Babysteps

29才の高校教師です。学校、教育、高校野球について日々の思いを書きます。

大胆かつ緻密な狭間野球〜中森、来田擁する明石商の魅力

こんばんは、フサイチです。

一斉休校から一ヶ月、学校は閑散としています。

グラウンドも、例年なら練習試合で活気に溢れているのですが、、

球春はいつになったら来るのでしょうか。

 

さて、今日は「大胆かつ緻密な狭間野球〜中森、来田擁する明石商の魅力」というテーマで書きたいと思います。

兵庫県の公立高校である明石商業高校といえば、

好投手を輩出しているイメージがあり、西武の松本航投手も明石商出身です。

f:id:youkokurama:20200330183341j:plain

zakzakより転載)


そんな明石商が特に注目されたのは、2019年です。

3年ぶり2度目の選抜出場を果たしたチームでしたが、快進撃を見せます。

国士舘(東京)に7−1、大分(大分)に13−4と勝ち進み、

ベスト8へと進出します。

 

準々決勝の相手は、昨年選抜準優勝校の智弁和歌山(和歌山)。

その強さとかっこよさは先日のブログの通りです。
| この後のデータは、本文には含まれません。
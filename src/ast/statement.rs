use super::{
    impl_ast, AstSpan, Column, CommonTableAST, ComparisonGroupAST, JoinAST, ObjectAST, OrderAST,
    StatementType,
};
use crate::token::Token;

/// Where rows come from: a table reference or a nested statement.
#[derive(Debug, Clone, PartialEq)]
pub enum FromSource {
    Object(ObjectAST),
    Statement(Box<StatementAST>),
}

impl FromSource {
    pub fn as_object(&self) -> Option<&ObjectAST> {
        match self {
            FromSource::Object(o) => Some(o),
            FromSource::Statement(_) => None,
        }
    }

    pub fn as_statement(&self) -> Option<&StatementAST> {
        match self {
            FromSource::Statement(s) => Some(s),
            FromSource::Object(_) => None,
        }
    }

    pub fn alias(&self) -> Option<&str> {
        match self {
            FromSource::Object(o) => o.alias.as_deref(),
            FromSource::Statement(s) => s.alias.as_deref(),
        }
    }
}

#[derive(Debug, Clone, Default, PartialEq)]
pub struct StatementAST {
    pub kind: StatementType,
    /// Target of a DML statement.
    pub object: Option<ObjectAST>,
    pub with: Vec<CommonTableAST>,
    pub distinct: bool,
    pub columns: Vec<Column>,
    pub from: Option<FromSource>,
    pub joins: Vec<JoinAST>,
    pub where_clause: Option<ComparisonGroupAST>,
    pub group_by: Vec<Column>,
    pub having: Option<ComparisonGroupAST>,
    pub order_by: Vec<OrderAST>,
    pub limit: Option<u64>,
    /// Set when the statement is a subquery with an alias.
    pub alias: Option<String>,
    /// Source text of the statement, trimmed.
    pub statement: String,
    pub tokens: Vec<Token>,
    pub span: Option<AstSpan>,
}

impl StatementAST {
    /// The table the statement reads from or writes to, if it names one.
    pub fn target(&self) -> Option<&ObjectAST> {
        self.object
            .as_ref()
            .or_else(|| self.from.as_ref().and_then(FromSource::as_object))
    }
}

impl_ast!(StatementAST);
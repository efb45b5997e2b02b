use std::collections::BTreeMap;

use tracing::debug;

use crate::grammar::Grammar;
use crate::rule::{Rule, RuleKind};
use crate::token::Token;

/// A node of the match tree: the rule that matched, the significant tokens
/// it consumed, and nested matches from recursive, child and alias scans.
#[derive(Debug, Clone, PartialEq)]
pub struct MatchedRule<'g> {
    pub rule: Option<&'g Rule>,
    pub tokens: Vec<Token>,
    pub matches: Vec<MatchedRule<'g>>,
}

impl<'g> MatchedRule<'g> {
    pub fn new(rule: Option<&'g Rule>, tokens: Vec<Token>) -> Self {
        Self {
            rule,
            tokens,
            matches: Vec::new(),
        }
    }

    pub fn name(&self) -> Option<&str> {
        self.rule.map(|r| r.name.as_str())
    }

    pub fn kind(&self) -> Option<RuleKind> {
        self.rule.map(|r| r.kind)
    }

    /// Tokens of this match and every descendant, each once, in source order.
    pub fn all_tokens(&self) -> Vec<Token> {
        let mut seen: BTreeMap<(usize, usize), Token> = BTreeMap::new();
        self.collect_tokens(&mut seen);
        seen.into_values().collect()
    }

    fn collect_tokens(&self, seen: &mut BTreeMap<(usize, usize), Token>) {
        for token in &self.tokens {
            seen.entry((token.line, token.start))
                .or_insert_with(|| token.clone());
        }
        for child in &self.matches {
            child.collect_tokens(seen);
        }
    }
}

#[derive(Debug, Clone, Copy)]
enum ScanMode<'r> {
    /// Top level of a statement: runs to the end of the tokens.
    Statement,
    /// Inside a recursive rule: stops before any of `end`, or after a
    /// closing group token.
    Group { end: &'r [String] },
    /// Tries for a single construct and gives up on the first mismatch.
    First,
}

#[derive(Debug, Default)]
struct Scan<'g> {
    matches: Vec<MatchedRule<'g>>,
    /// Tokens of the input slice used up by the scan.
    consumed: usize,
    /// The closing group token that ended a `Group` scan.
    closer: Option<Token>,
}

/// Matches token runs against a grammar's rule table.
///
/// Unrecognised fragments are dropped: after a mismatch the matcher retries
/// the token once against the full working set and otherwise skips it.
#[derive(Debug)]
pub struct Matcher<'g> {
    grammar: &'g Grammar,
    standalone: Vec<&'g Rule>,
    aliases: Vec<&'g Rule>,
}

impl<'g> Matcher<'g> {
    pub fn new(grammar: &'g Grammar) -> Self {
        Self {
            grammar,
            standalone: grammar.standalone_rules().collect(),
            aliases: grammar.alias_rules().collect(),
        }
    }

    pub fn grammar(&self) -> &'g Grammar {
        self.grammar
    }

    /// Match one statement's tokens into a forest of top-level constructs.
    pub fn match_statement(&self, tokens: &[Token]) -> Vec<MatchedRule<'g>> {
        self.scan(tokens, &self.standalone, ScanMode::Statement).matches
    }

    fn scan(&self, tokens: &[Token], rules: &[&'g Rule], mode: ScanMode<'_>) -> Scan<'g> {
        let first = matches!(mode, ScanMode::First);
        let mut out = Scan::default();
        let mut working: Vec<&'g Rule> = rules.to_vec();
        let mut buffer: Vec<Token> = Vec::new();
        let mut counter = 0;
        let mut recheck = true;
        let mut i = 0;

        while i < tokens.len() {
            let token = &tokens[i];
            if self.grammar.is_ignorable(token) {
                i += 1;
                continue;
            }

            if let ScanMode::Group { end } = mode {
                if token.has_any_scope(end) {
                    out.consumed = i;
                    return out;
                }
                if self.grammar.is_group_end(token) {
                    out.closer = Some(token.clone());
                    out.consumed = i + 1;
                    return out;
                }
            }

            if self.grammar.is_punctuation(token) {
                if first && buffer.is_empty() {
                    return Scan::default();
                }
                buffer.push(token.clone());
                i += 1;
                continue;
            }

            let rest = &tokens[i + 1..];
            let survivors: Vec<&'g Rule> = working
                .iter()
                .copied()
                .filter(|rule| self.accepts(rule, token, counter, rest))
                .collect();

            if survivors.is_empty() {
                if first {
                    return Scan::default();
                }
                if counter > 0 && self.grammar.is_group_begin(token) {
                    let inner = self.scan(rest, &self.standalone, ScanMode::Group { end: &[] });
                    out.matches.extend(inner.matches);
                    i += 1 + inner.consumed;
                } else if recheck && counter > 0 {
                    // Retry the same token from a clean slate; the fragment
                    // before it may have been a dead end.
                    recheck = false;
                } else {
                    recheck = true;
                    debug!(
                        line = token.line,
                        start = token.start,
                        value = %token.value,
                        "no rule matches token, skipping"
                    );
                    i += 1;
                }
                working = rules.to_vec();
                buffer.clear();
                counter = 0;
                continue;
            }

            recheck = true;
            working = survivors;
            counter += 1;
            buffer.push(token.clone());
            i += 1;

            if working.len() == 1 && self.completes(working[0], &buffer) {
                let rule = working[0];
                let mut matched = MatchedRule::new(Some(rule), std::mem::take(&mut buffer));
                i += self.extend(&mut matched, rule, &tokens[i..]);
                out.matches.push(matched);
                if first {
                    out.consumed = i;
                    return out;
                }
                working = rules.to_vec();
                counter = 0;
            }
        }

        if first {
            return Scan::default();
        }
        out.consumed = tokens.len();
        out
    }

    /// Run the follow-up scans a fresh match asks for. Returns how many of
    /// `rest` they consumed.
    fn extend(&self, matched: &mut MatchedRule<'g>, rule: &'g Rule, rest: &[Token]) -> usize {
        let mut used = 0;

        if rule.kind.is_subquery() {
            used = self.balanced_group_len(rest);
            matched.tokens.extend(rest[..used].iter().cloned());
        } else if rule.recursive {
            let inner = self.scan(rest, &self.standalone, ScanMode::Group { end: rule.end_scopes() });
            matched.matches.extend(inner.matches);
            matched.tokens.extend(inner.closer);
            used = inner.consumed;
        }

        if let Some(names) = &rule.children {
            let children: Vec<&'g Rule> = self.grammar.rules_named(names).collect();
            loop {
                let child = self.scan(&rest[used..], &children, ScanMode::First);
                if child.matches.is_empty() {
                    break;
                }
                used += child.consumed;
                matched.matches.extend(child.matches);
            }
        }

        if rule.alias {
            let alias = self.scan(&rest[used..], &self.aliases, ScanMode::First);
            used += alias.consumed;
            matched.matches.extend(alias.matches);
        }

        used
    }

    /// Length of `tokens` up to and including the group end that balances a
    /// group already open before them, or all of them if it never closes.
    fn balanced_group_len(&self, tokens: &[Token]) -> usize {
        let mut depth = 1usize;
        for (i, token) in tokens.iter().enumerate() {
            if self.grammar.is_group_begin(token) {
                depth += 1;
            } else if self.grammar.is_group_end(token) {
                depth -= 1;
                if depth == 0 {
                    return i + 1;
                }
            }
        }
        tokens.len()
    }

    /// Positional scope check plus, when the rule asks for it, lookahead.
    fn accepts(&self, rule: &Rule, token: &Token, counter: usize, rest: &[Token]) -> bool {
        if !rule.expects(counter, token) {
            return false;
        }
        !rule.has_lookahead() || self.lookahead(rule, counter, rest)
    }

    /// Check positions `counter + 1 ..= rule.lookahead` against the next
    /// significant tokens, then test the first token past that window
    /// against the negative lookahead.
    fn lookahead(&self, rule: &Rule, counter: usize, rest: &[Token]) -> bool {
        let mut check = counter + 1;
        let mut seen = counter;
        if check == rule.scopes.len() && rule.negative_lookahead.is_none() {
            return true;
        }

        let significant = rest
            .iter()
            .filter(|t| !self.grammar.is_ignorable(t) && !self.grammar.is_punctuation(t));
        for token in significant {
            if seen < rule.lookahead {
                if !rule.expects(check, token) {
                    return false;
                }
                seen += 1;
                check += 1;
                continue;
            }
            return match &rule.negative_lookahead {
                Some(negative) => !token.has_any_scope(negative),
                None => true,
            };
        }
        true
    }

    /// The buffer's significant tokens line up with every scope of `rule`.
    fn completes(&self, rule: &Rule, buffer: &[Token]) -> bool {
        let significant: Vec<&Token> = buffer
            .iter()
            .filter(|t| !self.grammar.is_punctuation(t))
            .collect();
        significant.len() == rule.scopes.len()
            && significant
                .iter()
                .enumerate()
                .all(|(position, token)| rule.expects(position, token))
    }
}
笑

この試合の主役は2年生の、来田涼斗選手です。

1番打者の来田は、初回に先頭打者ホームランを放ちます。

ところが、智弁和歌山も粘り強く攻撃し、

試合は3−3の同点で9回の攻防へと移ります。

9回表、1死1、2塁のピンチを2年生エース中森俊介がダブルプレーで切り抜けると、

その裏、先頭打者の来田が、今日二本目となる右中間へのサヨナラホームラン

史上初となる、同一選手の先頭打者本塁打サヨナラ本塁打を打ち、

まさに「来田に始まり来田に終わる」ゲームとなりました。

f:id:youkokurama:20200330183950p:plain

(nobiciro.comより転載)


準決勝で優勝校の東邦(愛知)に敗れるものの、

公立高校の躍進は強烈なインパクトを残しました。

 

そして2019年夏、兵庫県予選決勝で9回に大逆転し勝利を飾り、

明石商は甲子園に再び登場します。

すでに来田と、2年生の151km右腕中森は全国区となっており、

大会前から注目校とされていました。

 

初戦の花咲徳栄(埼玉)を水上桂(3年、現楽天)の逆転2ランなどで、

4−3で勝利すると、

3回戦の宇部鴻城(山口)戦も1点を争う好ゲームとなります。

そして1点ビハインドで迎えた8回、事件が起きます。笑

1死3塁から7番清水良(3年)の打席、なんとエンドランで同点に追いつきます。

高校野球では滅多に見られない戦法で、相手の意表をつきました。

その後、9回にサヨナラスクイズで勝利し、ベスト8に進出します。

 

準々決勝の強豪八戸学院光星(青森)戦も終盤までもつれます。

序盤に打線が奮起し5点リードしますが、

徐々に差を詰められ、6回に同点に追いつかれます。

しかし7回、2死3塁のピンチでリリーフした中森が光星打線を抑え込み、

7−6で勝利し、春夏連続のベスト4という快挙を成し遂げました。

 

明石商は接戦の好ゲームが多く、魅力的な野球です。

そのチームを率いる狭間善徳監督です。

元々は明徳義塾中学の指導者として有名であり、

名将馬淵史郎監督とともに野球指導を行なっていました。

もちろん技術指導においても、高校球界トップクラスの指導者ですが、

特に注目されるのはそのデータ分析力です。

相手チームの投手、打者の特徴や傾向を徹底的に分析し、

対策を熟考したうえで試合に臨みます。

 

さらに、試合での大胆かつ繊細な戦術が非常に魅力的です。

ランナー3塁でのエンドラン、サヨナラスクイズなどの大胆な戦略、

1、3塁の重盗阻止などの緻密な連携プレー、

「勝負師」と呼ぶにふさわしい、新たな時代の名将です。

「狭間ガッツ」と呼ばれるガッツポーズもかっこいいです。笑

 

f:id:youkokurama:20200330184122j:plain

zakzakより転載)

高校野球で一番勝ちたいのは監督」という言葉があります。

必死な監督の姿、スター性のある注目選手、

明石商の野球は見ている人に野球の「おもしろさ」を教えてくれます。